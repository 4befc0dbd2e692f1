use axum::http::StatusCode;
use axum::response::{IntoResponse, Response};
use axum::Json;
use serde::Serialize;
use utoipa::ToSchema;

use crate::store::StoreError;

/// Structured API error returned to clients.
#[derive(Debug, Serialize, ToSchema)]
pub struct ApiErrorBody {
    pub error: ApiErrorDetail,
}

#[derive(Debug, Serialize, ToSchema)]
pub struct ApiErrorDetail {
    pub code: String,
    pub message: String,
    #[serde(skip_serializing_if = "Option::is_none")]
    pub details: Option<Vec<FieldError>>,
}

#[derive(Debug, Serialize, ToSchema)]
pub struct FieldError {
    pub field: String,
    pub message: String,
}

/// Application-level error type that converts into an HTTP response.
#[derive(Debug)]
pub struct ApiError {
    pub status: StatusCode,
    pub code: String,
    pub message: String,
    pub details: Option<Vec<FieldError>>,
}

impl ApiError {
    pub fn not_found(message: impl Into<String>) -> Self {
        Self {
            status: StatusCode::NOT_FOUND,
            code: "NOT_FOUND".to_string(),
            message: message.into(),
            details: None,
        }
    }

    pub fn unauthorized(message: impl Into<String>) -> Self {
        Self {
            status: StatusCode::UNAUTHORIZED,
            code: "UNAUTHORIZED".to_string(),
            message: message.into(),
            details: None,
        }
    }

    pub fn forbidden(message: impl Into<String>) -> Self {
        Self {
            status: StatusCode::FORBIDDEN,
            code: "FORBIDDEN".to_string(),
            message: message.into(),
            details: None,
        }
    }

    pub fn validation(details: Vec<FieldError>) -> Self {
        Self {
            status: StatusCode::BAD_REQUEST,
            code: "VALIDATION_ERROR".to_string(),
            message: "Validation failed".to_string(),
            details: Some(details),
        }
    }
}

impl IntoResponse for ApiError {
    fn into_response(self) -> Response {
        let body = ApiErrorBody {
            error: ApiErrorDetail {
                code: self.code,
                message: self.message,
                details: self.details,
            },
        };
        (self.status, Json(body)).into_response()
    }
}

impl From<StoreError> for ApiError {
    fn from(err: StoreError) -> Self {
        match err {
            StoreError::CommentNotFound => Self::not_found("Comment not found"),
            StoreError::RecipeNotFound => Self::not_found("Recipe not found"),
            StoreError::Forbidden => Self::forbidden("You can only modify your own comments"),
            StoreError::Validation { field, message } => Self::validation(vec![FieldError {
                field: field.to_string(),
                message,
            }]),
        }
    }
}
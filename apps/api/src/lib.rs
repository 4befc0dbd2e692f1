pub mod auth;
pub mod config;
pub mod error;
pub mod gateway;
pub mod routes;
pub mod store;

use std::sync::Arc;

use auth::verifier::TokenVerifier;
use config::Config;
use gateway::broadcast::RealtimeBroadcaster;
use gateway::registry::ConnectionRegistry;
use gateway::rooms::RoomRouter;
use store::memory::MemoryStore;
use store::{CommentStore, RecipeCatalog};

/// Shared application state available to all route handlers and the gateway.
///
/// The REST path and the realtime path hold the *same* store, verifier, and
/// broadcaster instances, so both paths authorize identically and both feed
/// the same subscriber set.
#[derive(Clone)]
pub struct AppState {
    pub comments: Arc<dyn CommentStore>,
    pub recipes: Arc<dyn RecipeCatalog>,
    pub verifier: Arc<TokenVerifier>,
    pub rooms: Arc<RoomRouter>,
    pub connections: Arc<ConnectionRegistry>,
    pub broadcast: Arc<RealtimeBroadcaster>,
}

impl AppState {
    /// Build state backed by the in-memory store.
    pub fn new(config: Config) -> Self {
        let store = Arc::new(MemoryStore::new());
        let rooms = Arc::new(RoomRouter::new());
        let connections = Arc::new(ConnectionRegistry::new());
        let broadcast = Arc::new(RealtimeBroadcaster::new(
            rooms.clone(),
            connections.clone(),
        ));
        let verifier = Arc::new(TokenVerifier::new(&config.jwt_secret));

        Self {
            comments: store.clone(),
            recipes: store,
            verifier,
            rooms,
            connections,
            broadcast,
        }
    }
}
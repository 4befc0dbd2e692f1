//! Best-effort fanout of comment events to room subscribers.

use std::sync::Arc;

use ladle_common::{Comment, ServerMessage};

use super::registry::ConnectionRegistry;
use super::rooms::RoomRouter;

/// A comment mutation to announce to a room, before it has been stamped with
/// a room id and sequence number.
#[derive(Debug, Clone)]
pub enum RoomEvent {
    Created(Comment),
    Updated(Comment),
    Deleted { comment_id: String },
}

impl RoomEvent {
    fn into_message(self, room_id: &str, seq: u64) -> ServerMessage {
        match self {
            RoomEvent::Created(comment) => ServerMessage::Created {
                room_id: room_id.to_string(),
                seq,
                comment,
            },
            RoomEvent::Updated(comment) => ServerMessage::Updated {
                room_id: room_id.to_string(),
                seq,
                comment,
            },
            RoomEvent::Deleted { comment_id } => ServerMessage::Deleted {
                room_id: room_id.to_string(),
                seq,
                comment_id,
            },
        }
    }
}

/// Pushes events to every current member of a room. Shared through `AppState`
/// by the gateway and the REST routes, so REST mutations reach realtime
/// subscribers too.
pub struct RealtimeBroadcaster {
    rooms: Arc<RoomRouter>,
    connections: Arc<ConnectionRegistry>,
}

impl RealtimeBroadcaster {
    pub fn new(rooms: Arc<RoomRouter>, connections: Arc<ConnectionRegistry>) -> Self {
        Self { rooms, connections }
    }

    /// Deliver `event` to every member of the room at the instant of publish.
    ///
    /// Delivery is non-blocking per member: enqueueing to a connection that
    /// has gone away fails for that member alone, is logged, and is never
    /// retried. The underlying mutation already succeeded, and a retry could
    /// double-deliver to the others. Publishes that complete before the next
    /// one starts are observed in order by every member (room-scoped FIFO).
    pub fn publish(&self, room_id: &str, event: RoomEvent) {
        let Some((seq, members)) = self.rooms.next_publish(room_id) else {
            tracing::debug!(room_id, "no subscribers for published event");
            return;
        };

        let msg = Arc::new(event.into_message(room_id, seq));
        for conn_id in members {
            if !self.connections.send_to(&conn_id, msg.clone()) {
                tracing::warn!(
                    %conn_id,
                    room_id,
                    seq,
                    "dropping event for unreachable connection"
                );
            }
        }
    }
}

== Assigned task ==
Transcribe each entry verbatim, leaving none out.

== Response to this exercise ==
repository 4befc0dbd2e692f1
use axum::http::StatusCode;
use axum::response::{IntoResponse, Response};
use axum::Json;
use serde::Serialize;
use utoipa::ToSchema;

use crate::store::StoreError;

/// Structured API error returned to clients.
#[derive(Debug, Serialize, ToSchema)]
pub struct ApiErrorBody {
    pub error: ApiErrorDetail,
}

#[derive(Debug, Serialize, ToSchema)]
pub struct ApiErrorDetail {
    pub code: String,
    pub message: String,
    #[serde(skip_serializing_if = "Option::is_none")]
    pub details: Option<Vec<FieldError>>,
}

#[derive(Debug, Serialize, ToSchema)]
pub struct FieldError {
    pub field: String,
    pub message: String,
}

/// Application-level error type that converts into an HTTP response.
#[derive(Debug)]
pub struct ApiError {
    pub status: StatusCode,
    pub code: String,
    pub message: String,
    pub details: Option<Vec<FieldError>>,
}

impl ApiError {
    pub fn not_found(message: impl Into<String>) -> Self {
        Self {
            status: StatusCode::NOT_FOUND,
            code: "NOT_FOUND".to_string(),
            message: message.into(),
            details: None,
        }
    }

    pub fn unauthorized(message: impl Into<String>) -> Self {
        Self {
            status: StatusCode::UNAUTHORIZED,
            code: "UNAUTHORIZED".to_string(),
            message: message.into(),
            details: None,
        }
    }

    pub fn forbidden(message: impl Into<String>) -> Self {
        Self {
            status: StatusCode::FORBIDDEN,
            code: "FORBIDDEN".to_string(),
            message: message.into(),
            details: None,
        }
    }

    pub fn validation(details: Vec<FieldError>) -> Self {
        Self {
            status: StatusCode::BAD_REQUEST,
            code: "VALIDATION_ERROR".to_string(),
            message: "Validation failed".to_string(),
            details: Some(details),
        }
    }
}

impl IntoResponse for ApiError {
    fn into_response(self) -> Response {
        let body = ApiErrorBody {
            error: ApiErrorDetail {
                code: self.code,
                message: self.message,
                details: self.details,
            },
        };
        (self.status, Json(body)).into_response()
    }
}

impl From<StoreError> for ApiError {
    fn from(err: StoreError) -> Self {
        match err {
            StoreError::CommentNotFound => Self::not_found("Comment not found"),
            StoreError::RecipeNotFound => Self::not_found("Recipe not found"),
            StoreError::Forbidden => Self::forbidden("You can only modify your own comments"),
            StoreError::Validation { field, message } => Self::validation(vec![FieldError {
                field: field.to_string(),
                message,
            }]),
        }
    }
}
filename apps/api/src/lib.rs
repository 4befc0dbd2e692f1
pub mod auth;
pub mod config;
pub mod error;
pub mod gateway;
pub mod routes;
pub mod store;

use std::sync::Arc;

use auth::verifier::TokenVerifier;
use config::Config;
use gateway::broadcast::RealtimeBroadcaster;
use gateway::registry::ConnectionRegistry;
use gateway::rooms::RoomRouter;
use store::memory::MemoryStore;
use store::{CommentStore, RecipeCatalog};

/// Shared application state available to all route handlers and the gateway.
///
/// The REST path and the realtime path hold the *same* store, verifier, and
/// broadcaster instances, so both paths authorize identically and both feed
/// the same subscriber set.
#[derive(Clone)]
pub struct AppState {
    pub comments: Arc<dyn CommentStore>,
    pub recipes: Arc<dyn RecipeCatalog>,
    pub verifier: Arc<TokenVerifier>,
    pub rooms: Arc<RoomRouter>,
    pub connections: Arc<ConnectionRegistry>,
    pub broadcast: Arc<RealtimeBroadcaster>,
}

impl AppState {
    /// Build state backed by the in-memory store.
    pub fn new(config: Config) -> Self {
        let store = Arc::new(MemoryStore::new());
        let rooms = Arc::new(RoomRouter::new());
        let connections = Arc::new(ConnectionRegistry::new());
        let broadcast = Arc::new(RealtimeBroadcaster::new(
            rooms.clone(),
            connections.clone(),
        ));
        let verifier = Arc::new(TokenVerifier::new(&config.jwt_secret));

        Self {
            comments: store.clone(),
            recipes: store,
            verifier,
            rooms,
            connections,
            broadcast,
        }
    }
}
repository 4befc0dbd2e692f1
//! Best-effort fanout of comment events to room subscribers.

use std::sync::Arc;

use ladle_common::{Comment, ServerMessage};

use super::registry::ConnectionRegistry;
use super::rooms::RoomRouter;

/// A comment mutation to announce to a room, before it has been stamped with
/// a room id and sequence number.
#[derive(Debug, Clone)]
pub enum RoomEvent {
    Created(Comment),
    Updated(Comment),
    Deleted { comment_id: String },
}

impl RoomEvent {
    fn into_message(self, room_id: &str, seq: u64) -> ServerMessage {
        match self {
            RoomEvent::Created(comment) => ServerMessage::Created {
                room_id: room_id.to_string(),
                seq,
                comment,
            },
            RoomEvent::Updated(comment) => ServerMessage::Updated {
                room_id: room_id.to_string(),
                seq,
                comment,
            },
            RoomEvent::Deleted { comment_id } => ServerMessage::Deleted {
                room_id: room_id.to_string(),
                seq,
                comment_id,
            },
        }
    }
}

/// Pushes events to every current member of a room. Shared through `AppState`
/// by the gateway and the REST routes, so REST mutations reach realtime
/// subscribers too.
pub struct RealtimeBroadcaster {
    rooms: Arc<RoomRouter>,
    connections: Arc<ConnectionRegistry>,
}

impl RealtimeBroadcaster {
    pub fn new(rooms: Arc<RoomRouter>, connections: Arc<ConnectionRegistry>) -> Self {
        Self { rooms, connections }
    }

    /// Deliver `event` to every member of the room at the instant of publish.
    ///
    /// Delivery is non-blocking per member: enqueueing to a connection that
    /// has gone away fails for that member alone, is logged, and is never
    /// retried. The underlying mutation already succeeded, and a retry could
    /// double-deliver to the others. Publishes that complete before the next
    /// one starts are observed in order by every member (room-scoped FIFO).
    pub fn publish(&self, room_id: &str, event: RoomEvent) {
        let Some((seq, members)) = self.rooms.next_publish(room_id) else {
            tracing::debug!(room_id, "no subscribers for published event");
            return;
        };

        let msg = Arc::new(event.into_message(room_id, seq));
        for conn_id in members {
            if !self.connections.send_to(&conn_id, msg.clone()) {
                tracing::warn!(
                    %conn_id,
                    room_id,
                    seq,
                    "dropping event for unreachable connection"
                );
            }
        }
    }
}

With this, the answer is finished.